- PROBLEM STATEMENT -
How many lines in the data below include the word "BodyValidator"? Respond with the number, nothing more.
+++ DATA SHOWN
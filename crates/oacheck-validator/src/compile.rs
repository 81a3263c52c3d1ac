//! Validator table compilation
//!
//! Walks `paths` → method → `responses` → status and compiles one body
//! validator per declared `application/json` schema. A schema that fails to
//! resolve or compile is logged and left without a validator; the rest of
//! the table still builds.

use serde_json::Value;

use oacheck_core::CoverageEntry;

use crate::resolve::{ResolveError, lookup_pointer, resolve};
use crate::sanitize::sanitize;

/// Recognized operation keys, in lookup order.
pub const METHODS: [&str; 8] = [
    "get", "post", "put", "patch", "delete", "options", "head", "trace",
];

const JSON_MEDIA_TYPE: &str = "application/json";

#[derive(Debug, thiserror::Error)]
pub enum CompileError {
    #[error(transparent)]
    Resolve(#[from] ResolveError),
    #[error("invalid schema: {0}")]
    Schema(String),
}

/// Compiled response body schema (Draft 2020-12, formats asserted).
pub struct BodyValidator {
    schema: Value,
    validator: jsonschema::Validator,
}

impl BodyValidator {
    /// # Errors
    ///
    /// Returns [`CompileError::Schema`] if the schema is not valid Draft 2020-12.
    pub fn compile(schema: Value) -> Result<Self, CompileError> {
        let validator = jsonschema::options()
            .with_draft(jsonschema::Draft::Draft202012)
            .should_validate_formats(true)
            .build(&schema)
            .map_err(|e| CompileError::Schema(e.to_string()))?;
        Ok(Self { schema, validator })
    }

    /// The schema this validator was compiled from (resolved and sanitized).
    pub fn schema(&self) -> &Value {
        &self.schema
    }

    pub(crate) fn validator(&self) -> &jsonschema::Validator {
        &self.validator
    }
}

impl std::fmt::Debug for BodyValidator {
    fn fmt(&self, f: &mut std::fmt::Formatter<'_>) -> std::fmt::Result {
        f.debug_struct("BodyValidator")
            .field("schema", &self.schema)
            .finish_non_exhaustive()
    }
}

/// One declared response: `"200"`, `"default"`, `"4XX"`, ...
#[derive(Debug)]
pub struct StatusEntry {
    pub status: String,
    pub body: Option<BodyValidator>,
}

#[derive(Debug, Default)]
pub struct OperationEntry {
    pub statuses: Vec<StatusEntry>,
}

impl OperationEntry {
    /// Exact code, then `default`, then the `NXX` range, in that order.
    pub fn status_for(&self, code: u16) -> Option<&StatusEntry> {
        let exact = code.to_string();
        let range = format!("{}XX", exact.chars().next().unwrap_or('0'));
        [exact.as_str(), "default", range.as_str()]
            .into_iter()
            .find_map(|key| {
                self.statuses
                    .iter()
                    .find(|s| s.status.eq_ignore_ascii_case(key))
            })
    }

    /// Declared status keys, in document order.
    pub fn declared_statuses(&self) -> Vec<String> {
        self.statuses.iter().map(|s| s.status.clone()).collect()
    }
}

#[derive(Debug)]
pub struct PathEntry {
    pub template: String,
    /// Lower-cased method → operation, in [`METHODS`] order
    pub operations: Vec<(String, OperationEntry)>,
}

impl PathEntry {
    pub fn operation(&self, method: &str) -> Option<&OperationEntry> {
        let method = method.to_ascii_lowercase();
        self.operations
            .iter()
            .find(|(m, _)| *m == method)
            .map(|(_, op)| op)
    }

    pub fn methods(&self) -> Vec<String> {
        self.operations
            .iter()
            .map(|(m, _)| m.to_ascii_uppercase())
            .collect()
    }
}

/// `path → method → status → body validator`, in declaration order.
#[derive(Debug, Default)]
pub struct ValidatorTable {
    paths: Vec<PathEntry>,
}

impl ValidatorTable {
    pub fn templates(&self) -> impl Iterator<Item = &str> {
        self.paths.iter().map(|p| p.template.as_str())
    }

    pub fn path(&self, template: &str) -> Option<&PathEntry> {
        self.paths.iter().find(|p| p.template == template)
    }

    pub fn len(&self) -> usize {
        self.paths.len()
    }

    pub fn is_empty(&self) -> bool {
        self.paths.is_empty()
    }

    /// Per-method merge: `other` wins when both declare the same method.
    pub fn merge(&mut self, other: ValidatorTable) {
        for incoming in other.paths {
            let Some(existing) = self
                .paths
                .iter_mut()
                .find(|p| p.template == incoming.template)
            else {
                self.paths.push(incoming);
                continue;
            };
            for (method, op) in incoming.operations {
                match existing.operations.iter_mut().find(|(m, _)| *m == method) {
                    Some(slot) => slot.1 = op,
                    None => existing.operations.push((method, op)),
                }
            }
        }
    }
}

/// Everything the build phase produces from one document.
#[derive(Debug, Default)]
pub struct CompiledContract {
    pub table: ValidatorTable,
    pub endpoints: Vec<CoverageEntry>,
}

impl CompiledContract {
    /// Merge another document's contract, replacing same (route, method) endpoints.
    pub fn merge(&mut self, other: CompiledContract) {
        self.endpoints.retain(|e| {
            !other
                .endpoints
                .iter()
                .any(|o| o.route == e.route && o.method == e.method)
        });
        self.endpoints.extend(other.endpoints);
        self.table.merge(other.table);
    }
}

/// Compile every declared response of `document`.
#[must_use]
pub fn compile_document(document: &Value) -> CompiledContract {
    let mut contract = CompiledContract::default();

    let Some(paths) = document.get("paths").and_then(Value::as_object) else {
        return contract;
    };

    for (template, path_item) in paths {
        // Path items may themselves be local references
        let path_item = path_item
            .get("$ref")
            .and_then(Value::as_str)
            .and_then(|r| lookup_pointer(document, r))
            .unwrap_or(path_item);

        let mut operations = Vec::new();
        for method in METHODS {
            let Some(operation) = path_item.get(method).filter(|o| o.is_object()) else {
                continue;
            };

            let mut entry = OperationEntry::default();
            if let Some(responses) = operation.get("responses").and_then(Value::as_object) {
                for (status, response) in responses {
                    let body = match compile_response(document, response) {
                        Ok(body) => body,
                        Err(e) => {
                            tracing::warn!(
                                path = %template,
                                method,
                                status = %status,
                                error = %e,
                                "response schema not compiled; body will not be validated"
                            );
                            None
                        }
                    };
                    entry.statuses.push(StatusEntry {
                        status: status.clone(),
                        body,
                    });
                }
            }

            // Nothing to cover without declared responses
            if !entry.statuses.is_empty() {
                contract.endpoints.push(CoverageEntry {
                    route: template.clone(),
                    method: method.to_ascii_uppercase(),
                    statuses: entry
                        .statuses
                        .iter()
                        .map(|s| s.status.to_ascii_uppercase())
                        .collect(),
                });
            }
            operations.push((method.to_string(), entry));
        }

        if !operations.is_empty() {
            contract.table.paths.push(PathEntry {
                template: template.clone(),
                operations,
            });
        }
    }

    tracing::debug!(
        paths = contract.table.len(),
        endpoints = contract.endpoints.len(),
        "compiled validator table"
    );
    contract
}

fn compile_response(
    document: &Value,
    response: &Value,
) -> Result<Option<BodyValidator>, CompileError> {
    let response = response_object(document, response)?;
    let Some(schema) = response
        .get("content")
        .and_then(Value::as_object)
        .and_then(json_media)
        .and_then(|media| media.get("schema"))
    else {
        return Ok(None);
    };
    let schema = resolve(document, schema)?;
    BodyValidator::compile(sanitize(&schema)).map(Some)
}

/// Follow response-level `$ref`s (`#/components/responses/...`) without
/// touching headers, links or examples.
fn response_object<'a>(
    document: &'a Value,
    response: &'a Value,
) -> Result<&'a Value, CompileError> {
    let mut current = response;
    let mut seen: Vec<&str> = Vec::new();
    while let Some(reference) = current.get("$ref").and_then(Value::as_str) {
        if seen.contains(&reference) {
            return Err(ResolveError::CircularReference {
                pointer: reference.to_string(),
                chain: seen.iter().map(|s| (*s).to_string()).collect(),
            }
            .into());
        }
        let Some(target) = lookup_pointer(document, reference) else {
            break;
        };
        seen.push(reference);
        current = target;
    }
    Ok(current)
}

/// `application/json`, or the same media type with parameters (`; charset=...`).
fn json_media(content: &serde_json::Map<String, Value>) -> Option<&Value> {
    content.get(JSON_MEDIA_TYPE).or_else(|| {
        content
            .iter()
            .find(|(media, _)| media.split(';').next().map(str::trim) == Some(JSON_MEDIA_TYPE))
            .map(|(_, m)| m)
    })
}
++++++
+++ DATA SHOWN
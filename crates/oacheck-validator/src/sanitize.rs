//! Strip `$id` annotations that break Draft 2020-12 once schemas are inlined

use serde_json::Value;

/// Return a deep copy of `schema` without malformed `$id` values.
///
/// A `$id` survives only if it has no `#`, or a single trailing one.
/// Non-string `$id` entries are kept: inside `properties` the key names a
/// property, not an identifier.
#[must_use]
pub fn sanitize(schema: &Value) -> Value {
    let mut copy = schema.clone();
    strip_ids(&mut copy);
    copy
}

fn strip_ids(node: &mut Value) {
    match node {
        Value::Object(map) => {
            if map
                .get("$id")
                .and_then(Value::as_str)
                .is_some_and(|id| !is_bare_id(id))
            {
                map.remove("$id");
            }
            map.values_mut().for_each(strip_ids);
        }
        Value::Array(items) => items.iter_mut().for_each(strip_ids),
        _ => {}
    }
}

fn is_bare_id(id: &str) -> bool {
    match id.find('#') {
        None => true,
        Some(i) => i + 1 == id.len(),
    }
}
++++++
- EXPECTED ANSWER -
7